◆ WHAT IS BEING ASKED
Go over the records and count each line that has the string "ExpenseItem". Give the number and nothing else.

◆ Collected data
★ ★ ★

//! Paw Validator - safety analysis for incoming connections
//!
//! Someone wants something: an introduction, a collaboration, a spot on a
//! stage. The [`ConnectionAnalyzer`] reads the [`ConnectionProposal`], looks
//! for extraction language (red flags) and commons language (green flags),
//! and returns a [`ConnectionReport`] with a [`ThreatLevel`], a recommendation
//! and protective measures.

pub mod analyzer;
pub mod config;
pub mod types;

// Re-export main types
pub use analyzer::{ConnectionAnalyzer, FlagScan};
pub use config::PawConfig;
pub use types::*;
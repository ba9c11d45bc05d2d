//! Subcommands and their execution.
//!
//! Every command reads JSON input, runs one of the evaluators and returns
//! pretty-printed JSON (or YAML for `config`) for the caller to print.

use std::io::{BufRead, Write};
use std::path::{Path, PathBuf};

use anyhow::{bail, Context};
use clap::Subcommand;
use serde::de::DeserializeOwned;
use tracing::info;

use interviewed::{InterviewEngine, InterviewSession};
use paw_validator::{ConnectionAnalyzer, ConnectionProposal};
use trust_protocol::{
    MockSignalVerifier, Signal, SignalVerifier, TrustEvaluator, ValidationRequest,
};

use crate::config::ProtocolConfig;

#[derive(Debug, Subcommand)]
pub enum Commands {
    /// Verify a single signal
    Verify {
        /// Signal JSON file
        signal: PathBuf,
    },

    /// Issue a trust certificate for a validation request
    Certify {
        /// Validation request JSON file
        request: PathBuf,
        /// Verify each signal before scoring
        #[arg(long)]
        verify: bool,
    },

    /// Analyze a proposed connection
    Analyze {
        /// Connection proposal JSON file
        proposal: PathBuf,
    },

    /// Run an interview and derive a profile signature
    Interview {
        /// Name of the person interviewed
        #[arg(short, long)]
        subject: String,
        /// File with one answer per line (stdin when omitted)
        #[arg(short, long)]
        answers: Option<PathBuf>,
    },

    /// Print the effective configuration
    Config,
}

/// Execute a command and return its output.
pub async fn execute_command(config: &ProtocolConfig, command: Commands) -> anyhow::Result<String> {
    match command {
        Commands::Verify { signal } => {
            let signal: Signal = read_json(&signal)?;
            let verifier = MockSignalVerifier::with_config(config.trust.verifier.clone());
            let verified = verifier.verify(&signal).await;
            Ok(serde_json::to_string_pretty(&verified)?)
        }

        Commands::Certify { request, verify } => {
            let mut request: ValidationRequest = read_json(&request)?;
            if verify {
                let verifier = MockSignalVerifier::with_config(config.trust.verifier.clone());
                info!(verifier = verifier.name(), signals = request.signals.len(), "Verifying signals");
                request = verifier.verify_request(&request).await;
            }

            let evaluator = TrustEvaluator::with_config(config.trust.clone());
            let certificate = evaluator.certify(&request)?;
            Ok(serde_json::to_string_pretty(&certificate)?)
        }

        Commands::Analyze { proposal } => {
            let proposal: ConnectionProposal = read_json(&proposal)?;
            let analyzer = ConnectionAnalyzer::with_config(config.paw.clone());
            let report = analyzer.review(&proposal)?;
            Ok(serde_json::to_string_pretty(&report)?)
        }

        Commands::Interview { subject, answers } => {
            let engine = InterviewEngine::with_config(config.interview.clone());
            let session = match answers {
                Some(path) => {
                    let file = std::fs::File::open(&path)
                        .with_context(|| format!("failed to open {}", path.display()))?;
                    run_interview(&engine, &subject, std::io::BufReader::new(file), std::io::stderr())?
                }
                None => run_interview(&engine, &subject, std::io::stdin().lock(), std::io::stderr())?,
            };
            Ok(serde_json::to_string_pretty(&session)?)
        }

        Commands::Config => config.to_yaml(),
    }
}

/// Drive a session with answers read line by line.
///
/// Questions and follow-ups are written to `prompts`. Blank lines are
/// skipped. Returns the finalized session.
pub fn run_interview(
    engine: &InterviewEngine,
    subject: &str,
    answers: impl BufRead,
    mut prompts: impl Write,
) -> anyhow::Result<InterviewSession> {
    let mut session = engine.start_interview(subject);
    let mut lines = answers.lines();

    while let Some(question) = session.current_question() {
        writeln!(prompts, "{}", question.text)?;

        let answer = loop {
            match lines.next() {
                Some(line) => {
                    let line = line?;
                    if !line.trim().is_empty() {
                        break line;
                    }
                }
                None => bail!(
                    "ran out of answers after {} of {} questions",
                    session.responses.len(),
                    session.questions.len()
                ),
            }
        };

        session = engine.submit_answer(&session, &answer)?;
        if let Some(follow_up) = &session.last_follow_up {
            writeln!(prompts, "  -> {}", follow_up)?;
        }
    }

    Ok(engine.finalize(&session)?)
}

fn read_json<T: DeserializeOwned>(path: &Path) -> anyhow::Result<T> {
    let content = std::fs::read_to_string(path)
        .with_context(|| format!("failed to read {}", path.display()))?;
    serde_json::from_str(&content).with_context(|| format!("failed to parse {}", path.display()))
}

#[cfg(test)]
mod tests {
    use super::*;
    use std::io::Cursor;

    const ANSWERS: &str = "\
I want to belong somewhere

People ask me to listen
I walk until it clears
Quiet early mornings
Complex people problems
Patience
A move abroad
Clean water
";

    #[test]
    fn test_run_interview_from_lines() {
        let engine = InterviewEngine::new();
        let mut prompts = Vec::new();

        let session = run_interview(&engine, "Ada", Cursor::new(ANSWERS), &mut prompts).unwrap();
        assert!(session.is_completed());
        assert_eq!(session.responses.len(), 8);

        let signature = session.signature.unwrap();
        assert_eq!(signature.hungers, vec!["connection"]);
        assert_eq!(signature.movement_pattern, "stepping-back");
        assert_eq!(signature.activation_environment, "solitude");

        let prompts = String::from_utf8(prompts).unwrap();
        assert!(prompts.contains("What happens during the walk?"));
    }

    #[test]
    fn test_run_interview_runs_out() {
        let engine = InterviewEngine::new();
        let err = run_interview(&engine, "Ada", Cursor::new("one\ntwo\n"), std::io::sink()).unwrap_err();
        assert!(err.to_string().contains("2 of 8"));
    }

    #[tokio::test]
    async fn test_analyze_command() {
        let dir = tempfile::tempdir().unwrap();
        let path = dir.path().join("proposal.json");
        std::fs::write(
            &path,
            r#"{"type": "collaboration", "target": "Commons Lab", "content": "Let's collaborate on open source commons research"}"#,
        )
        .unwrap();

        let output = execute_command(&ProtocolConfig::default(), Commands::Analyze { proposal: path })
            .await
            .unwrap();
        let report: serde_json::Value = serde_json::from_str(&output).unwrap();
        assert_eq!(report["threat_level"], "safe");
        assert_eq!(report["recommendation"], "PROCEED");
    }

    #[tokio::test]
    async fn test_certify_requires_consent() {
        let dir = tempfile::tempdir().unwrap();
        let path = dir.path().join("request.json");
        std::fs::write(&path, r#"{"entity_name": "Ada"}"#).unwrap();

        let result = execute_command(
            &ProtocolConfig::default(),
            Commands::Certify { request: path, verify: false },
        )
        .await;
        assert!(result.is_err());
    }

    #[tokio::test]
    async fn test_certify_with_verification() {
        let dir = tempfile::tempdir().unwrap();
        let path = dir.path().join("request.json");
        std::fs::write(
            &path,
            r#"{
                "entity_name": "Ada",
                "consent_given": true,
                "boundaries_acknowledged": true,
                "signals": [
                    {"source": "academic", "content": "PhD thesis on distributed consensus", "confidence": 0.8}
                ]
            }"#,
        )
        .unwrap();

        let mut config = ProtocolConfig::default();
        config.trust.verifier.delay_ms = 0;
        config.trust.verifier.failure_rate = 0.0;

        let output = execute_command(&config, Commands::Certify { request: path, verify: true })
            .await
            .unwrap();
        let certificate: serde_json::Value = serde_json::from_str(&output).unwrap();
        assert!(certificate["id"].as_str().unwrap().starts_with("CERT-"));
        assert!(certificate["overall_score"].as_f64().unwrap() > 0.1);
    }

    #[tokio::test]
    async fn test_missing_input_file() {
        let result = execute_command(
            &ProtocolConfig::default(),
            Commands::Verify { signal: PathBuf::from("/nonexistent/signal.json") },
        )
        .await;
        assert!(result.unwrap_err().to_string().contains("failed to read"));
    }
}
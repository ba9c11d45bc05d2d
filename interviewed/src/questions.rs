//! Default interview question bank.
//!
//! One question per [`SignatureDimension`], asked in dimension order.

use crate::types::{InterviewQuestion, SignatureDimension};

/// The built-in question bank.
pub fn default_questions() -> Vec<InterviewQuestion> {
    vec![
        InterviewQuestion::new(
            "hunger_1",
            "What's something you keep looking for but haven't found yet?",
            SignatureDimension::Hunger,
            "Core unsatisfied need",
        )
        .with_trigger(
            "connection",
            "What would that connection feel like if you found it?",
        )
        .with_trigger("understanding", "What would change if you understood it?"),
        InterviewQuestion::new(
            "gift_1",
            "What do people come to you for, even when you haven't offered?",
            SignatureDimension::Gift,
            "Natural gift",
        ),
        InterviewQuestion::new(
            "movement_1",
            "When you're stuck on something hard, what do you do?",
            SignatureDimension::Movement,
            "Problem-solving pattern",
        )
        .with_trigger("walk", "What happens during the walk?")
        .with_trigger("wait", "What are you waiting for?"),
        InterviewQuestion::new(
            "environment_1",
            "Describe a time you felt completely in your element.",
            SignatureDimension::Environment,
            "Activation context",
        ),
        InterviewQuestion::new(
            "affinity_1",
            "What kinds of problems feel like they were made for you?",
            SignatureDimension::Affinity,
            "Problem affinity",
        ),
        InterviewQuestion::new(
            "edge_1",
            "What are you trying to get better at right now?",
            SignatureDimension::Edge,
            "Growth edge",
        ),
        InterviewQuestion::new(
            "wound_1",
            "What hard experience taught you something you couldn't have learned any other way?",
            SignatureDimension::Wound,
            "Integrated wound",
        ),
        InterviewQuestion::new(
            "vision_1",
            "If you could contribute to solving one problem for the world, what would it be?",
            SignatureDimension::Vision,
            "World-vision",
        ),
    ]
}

★ ★ ★

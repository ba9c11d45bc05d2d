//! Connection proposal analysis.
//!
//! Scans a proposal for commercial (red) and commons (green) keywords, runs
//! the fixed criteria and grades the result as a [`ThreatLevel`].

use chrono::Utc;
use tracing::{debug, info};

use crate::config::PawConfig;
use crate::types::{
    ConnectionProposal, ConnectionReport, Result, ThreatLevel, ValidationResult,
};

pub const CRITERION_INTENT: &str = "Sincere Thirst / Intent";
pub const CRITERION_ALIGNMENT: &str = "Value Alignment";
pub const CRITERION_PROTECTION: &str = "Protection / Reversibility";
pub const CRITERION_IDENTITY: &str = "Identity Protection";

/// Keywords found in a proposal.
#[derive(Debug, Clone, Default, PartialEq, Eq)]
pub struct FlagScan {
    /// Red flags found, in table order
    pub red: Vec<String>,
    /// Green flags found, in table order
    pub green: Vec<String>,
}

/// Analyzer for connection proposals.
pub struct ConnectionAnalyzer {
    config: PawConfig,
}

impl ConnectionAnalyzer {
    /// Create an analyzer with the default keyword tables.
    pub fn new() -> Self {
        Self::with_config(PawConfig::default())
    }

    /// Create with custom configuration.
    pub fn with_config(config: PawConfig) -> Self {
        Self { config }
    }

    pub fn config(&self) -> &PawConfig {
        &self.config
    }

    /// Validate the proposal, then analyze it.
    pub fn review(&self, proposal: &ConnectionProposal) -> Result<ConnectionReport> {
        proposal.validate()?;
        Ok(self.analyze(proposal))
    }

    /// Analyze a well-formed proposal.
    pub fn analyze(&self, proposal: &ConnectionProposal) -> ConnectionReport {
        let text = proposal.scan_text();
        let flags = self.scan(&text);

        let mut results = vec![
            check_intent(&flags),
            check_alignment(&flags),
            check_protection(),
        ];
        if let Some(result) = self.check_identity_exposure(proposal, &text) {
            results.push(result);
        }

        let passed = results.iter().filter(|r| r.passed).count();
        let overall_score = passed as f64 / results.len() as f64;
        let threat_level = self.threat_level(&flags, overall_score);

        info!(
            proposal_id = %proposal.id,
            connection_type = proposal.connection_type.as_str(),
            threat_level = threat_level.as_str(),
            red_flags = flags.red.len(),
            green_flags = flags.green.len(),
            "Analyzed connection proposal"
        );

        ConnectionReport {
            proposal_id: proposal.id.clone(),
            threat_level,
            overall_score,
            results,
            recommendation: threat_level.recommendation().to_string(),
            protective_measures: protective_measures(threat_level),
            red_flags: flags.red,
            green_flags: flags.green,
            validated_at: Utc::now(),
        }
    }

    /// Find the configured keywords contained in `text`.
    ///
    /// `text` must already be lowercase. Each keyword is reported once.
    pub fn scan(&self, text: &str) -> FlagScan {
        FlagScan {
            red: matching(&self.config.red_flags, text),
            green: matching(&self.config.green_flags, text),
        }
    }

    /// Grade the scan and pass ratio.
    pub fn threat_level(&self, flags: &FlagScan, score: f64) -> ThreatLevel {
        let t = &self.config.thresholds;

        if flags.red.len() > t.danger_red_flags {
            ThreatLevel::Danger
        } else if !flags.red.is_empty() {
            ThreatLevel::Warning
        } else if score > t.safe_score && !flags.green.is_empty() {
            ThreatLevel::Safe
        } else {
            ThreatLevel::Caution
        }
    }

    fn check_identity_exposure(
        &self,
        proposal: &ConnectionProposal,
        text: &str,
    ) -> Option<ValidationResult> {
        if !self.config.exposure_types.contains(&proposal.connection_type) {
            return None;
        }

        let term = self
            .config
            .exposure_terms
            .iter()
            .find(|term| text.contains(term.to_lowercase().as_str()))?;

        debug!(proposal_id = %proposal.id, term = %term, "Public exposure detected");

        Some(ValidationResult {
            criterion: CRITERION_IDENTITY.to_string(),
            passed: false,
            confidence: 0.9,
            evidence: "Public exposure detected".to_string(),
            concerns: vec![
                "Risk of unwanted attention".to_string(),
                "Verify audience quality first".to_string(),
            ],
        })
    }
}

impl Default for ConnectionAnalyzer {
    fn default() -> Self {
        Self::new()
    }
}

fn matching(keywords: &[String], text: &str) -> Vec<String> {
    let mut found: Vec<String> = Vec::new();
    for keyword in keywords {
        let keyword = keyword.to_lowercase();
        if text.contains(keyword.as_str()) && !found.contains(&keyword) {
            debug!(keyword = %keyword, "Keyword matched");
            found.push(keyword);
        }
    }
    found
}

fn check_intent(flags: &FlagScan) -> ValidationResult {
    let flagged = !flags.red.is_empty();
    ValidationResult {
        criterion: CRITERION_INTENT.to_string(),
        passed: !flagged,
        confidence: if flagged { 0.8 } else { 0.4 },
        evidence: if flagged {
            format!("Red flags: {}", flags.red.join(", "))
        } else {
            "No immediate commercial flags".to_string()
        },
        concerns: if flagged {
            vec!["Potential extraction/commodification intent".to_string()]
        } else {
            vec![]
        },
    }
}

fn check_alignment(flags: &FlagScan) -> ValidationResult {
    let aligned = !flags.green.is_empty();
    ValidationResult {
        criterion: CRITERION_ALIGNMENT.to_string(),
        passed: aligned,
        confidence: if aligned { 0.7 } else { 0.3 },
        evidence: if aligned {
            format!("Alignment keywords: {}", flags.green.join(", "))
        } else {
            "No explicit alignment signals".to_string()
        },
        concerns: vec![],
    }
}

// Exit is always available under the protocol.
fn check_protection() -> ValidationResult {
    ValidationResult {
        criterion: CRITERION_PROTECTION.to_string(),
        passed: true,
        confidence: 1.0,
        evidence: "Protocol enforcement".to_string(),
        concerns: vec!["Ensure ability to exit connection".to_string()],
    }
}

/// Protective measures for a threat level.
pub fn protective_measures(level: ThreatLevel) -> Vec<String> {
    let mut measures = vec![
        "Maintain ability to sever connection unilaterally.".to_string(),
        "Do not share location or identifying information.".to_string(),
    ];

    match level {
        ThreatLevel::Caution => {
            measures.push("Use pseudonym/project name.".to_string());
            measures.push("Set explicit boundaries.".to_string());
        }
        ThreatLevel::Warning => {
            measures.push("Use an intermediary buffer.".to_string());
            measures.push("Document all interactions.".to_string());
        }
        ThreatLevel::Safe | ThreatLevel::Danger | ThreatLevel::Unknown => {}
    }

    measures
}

★ ★ ★

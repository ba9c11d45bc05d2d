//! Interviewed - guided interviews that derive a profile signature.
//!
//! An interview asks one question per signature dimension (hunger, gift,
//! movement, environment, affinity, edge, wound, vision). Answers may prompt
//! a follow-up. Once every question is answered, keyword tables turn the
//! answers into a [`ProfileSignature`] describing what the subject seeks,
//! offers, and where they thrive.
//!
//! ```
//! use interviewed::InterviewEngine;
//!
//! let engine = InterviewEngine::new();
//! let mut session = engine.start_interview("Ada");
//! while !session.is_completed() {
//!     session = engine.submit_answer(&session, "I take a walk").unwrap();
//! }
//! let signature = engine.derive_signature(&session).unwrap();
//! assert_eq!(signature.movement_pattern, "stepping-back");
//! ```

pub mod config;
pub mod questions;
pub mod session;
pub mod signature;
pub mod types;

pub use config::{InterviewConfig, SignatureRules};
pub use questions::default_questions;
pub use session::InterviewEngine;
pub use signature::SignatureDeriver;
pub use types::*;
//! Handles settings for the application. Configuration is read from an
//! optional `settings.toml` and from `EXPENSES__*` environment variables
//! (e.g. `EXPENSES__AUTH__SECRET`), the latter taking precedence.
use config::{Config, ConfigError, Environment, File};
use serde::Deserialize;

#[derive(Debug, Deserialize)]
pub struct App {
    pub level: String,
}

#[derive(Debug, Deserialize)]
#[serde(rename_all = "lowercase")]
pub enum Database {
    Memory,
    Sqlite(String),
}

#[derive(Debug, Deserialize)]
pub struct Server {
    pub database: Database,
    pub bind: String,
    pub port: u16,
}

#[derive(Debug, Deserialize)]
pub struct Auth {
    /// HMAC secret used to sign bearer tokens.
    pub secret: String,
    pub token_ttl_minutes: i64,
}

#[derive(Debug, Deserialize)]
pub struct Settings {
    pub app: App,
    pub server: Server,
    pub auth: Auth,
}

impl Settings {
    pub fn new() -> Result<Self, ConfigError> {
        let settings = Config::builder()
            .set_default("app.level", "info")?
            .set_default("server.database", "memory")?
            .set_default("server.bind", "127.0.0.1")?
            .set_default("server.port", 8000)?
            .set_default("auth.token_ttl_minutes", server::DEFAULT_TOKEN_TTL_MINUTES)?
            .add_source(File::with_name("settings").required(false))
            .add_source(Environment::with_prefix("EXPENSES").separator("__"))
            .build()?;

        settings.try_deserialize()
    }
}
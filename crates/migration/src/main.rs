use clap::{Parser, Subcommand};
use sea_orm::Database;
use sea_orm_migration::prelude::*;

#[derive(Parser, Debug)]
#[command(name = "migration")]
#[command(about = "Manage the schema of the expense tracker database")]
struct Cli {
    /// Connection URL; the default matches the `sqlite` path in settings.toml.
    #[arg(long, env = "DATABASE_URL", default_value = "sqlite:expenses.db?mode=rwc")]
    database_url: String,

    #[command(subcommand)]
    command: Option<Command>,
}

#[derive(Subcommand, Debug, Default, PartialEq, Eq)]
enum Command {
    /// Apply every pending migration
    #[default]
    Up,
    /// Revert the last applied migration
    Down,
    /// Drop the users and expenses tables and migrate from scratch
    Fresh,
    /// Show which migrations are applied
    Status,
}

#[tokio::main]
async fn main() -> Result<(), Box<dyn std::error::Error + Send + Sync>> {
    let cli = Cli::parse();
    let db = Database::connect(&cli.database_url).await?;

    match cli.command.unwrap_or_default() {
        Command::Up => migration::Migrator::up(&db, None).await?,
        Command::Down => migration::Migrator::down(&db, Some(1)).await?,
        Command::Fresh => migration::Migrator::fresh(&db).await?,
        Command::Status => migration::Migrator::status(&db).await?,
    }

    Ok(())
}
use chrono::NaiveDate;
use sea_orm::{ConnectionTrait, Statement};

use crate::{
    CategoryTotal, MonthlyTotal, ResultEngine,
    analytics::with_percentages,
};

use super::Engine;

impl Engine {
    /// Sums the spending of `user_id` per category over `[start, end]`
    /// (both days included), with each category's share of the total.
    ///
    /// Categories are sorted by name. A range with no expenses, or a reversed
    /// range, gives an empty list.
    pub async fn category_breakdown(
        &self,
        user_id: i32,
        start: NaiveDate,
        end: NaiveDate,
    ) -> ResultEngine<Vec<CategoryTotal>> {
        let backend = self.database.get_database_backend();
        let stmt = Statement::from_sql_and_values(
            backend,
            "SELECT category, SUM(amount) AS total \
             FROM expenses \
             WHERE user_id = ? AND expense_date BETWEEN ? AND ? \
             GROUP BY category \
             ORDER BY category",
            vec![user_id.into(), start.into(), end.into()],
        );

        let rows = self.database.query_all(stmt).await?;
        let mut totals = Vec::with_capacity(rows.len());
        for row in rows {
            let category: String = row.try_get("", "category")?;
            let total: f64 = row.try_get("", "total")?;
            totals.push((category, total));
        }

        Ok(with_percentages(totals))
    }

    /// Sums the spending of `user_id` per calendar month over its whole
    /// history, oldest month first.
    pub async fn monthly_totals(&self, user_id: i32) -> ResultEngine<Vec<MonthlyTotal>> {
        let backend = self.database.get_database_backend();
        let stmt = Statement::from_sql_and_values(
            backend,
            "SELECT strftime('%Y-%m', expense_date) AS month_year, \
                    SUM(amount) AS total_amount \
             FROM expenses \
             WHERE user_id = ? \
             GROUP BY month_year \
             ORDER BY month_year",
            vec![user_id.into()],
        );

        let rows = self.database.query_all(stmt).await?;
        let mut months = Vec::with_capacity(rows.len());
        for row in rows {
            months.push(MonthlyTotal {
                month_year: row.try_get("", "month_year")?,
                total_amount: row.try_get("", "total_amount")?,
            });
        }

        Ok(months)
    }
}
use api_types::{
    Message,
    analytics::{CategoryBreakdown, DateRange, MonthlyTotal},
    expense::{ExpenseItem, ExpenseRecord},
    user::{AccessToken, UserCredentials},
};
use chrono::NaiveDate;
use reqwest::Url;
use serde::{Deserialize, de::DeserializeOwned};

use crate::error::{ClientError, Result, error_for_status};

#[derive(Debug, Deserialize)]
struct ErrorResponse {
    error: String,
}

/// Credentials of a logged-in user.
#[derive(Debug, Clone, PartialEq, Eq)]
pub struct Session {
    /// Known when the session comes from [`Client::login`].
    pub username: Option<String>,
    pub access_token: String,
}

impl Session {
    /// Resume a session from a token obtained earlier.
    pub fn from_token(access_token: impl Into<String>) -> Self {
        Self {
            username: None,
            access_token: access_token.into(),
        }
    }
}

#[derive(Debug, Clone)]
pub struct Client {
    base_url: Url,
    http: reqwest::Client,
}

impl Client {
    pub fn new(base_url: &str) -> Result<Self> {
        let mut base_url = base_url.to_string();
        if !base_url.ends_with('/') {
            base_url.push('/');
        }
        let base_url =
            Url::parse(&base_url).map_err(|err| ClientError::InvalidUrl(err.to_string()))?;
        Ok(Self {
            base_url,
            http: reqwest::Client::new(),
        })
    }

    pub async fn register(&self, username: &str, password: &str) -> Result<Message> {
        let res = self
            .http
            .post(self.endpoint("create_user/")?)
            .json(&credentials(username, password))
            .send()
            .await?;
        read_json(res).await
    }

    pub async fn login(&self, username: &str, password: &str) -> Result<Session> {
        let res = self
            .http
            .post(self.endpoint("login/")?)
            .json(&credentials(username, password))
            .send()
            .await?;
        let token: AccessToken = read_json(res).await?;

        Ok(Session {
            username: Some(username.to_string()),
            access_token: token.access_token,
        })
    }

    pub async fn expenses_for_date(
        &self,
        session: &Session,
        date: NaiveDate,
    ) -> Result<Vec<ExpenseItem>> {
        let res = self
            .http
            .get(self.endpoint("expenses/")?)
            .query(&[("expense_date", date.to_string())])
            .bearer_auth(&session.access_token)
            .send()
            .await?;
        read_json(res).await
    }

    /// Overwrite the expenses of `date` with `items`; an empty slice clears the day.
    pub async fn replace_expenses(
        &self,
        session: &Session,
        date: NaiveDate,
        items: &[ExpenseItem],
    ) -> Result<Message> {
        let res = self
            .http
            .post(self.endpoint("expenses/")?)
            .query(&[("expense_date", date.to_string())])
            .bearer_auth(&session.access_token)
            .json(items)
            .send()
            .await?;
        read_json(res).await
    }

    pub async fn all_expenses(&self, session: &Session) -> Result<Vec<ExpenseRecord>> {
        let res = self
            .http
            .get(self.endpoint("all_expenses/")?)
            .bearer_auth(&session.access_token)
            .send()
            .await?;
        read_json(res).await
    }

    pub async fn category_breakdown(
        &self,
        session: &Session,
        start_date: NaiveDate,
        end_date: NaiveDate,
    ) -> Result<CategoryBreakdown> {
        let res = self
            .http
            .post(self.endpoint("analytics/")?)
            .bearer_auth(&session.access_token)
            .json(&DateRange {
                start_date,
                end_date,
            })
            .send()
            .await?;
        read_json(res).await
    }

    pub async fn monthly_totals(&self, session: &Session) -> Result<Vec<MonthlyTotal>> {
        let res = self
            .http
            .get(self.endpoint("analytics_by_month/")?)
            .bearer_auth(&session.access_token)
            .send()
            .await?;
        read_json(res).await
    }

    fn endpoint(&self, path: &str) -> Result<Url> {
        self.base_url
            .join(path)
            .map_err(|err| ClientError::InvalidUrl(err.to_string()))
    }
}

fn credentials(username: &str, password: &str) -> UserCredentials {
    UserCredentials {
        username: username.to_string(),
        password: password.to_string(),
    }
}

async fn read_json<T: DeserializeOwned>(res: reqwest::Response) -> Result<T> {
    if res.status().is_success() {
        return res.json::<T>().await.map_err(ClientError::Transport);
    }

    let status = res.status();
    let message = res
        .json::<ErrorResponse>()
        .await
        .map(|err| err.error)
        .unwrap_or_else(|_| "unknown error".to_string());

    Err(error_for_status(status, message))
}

★ ★ ★

◆ SOLUTION TO THIS TASK
3